<<<<
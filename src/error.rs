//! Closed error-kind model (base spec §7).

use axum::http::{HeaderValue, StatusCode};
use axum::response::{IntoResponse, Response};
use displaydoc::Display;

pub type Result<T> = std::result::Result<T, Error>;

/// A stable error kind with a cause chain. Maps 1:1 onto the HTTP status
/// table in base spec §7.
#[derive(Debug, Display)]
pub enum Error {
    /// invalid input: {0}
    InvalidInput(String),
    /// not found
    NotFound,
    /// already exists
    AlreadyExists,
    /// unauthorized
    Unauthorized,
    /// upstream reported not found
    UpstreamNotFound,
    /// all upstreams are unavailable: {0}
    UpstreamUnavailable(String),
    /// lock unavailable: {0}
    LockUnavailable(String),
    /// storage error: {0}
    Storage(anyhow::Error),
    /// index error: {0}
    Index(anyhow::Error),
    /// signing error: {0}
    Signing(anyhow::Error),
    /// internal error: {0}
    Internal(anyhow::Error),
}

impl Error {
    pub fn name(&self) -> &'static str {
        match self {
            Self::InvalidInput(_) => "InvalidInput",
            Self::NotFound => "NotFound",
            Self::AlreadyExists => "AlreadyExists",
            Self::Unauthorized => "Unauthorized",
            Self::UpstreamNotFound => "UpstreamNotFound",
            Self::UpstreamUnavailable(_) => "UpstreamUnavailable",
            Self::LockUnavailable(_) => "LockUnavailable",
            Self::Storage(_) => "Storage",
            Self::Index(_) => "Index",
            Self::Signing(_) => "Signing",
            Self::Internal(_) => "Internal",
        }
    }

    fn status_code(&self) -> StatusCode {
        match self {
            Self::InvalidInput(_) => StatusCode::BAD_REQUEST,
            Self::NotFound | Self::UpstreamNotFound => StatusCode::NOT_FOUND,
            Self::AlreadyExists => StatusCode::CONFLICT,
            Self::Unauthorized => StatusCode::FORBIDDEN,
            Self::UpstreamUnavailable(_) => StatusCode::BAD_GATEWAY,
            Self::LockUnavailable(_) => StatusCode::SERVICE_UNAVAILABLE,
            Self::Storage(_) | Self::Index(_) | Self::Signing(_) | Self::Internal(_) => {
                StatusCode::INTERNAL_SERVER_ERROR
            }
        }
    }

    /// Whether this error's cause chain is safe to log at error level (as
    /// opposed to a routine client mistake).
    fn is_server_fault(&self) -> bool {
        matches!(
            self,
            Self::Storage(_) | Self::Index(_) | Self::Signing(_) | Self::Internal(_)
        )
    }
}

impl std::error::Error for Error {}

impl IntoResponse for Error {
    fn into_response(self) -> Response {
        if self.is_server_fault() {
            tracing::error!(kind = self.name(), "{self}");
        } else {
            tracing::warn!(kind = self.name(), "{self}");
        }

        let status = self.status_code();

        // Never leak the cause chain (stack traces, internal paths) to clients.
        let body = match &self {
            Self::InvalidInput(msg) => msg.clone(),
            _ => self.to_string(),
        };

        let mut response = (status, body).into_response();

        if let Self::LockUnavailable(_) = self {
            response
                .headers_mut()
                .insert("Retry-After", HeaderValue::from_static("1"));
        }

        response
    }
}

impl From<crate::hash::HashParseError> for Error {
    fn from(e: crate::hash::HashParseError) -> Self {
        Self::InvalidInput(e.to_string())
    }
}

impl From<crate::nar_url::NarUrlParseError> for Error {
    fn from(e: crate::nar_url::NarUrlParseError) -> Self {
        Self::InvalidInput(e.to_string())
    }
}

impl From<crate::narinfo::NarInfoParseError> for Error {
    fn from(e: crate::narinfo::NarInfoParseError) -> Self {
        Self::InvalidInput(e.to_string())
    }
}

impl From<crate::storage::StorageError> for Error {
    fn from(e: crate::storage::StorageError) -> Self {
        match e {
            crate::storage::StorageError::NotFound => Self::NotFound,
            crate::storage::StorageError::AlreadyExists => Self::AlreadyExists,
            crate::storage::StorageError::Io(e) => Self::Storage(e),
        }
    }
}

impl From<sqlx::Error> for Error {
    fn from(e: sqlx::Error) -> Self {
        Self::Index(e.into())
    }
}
>>>>
▸ Work to be completed: From the entries above, copy every line where the word "spec" shows up.

▸ Solved problem:
//! Closed error-kind model (base spec §7).
/// table in base spec §7.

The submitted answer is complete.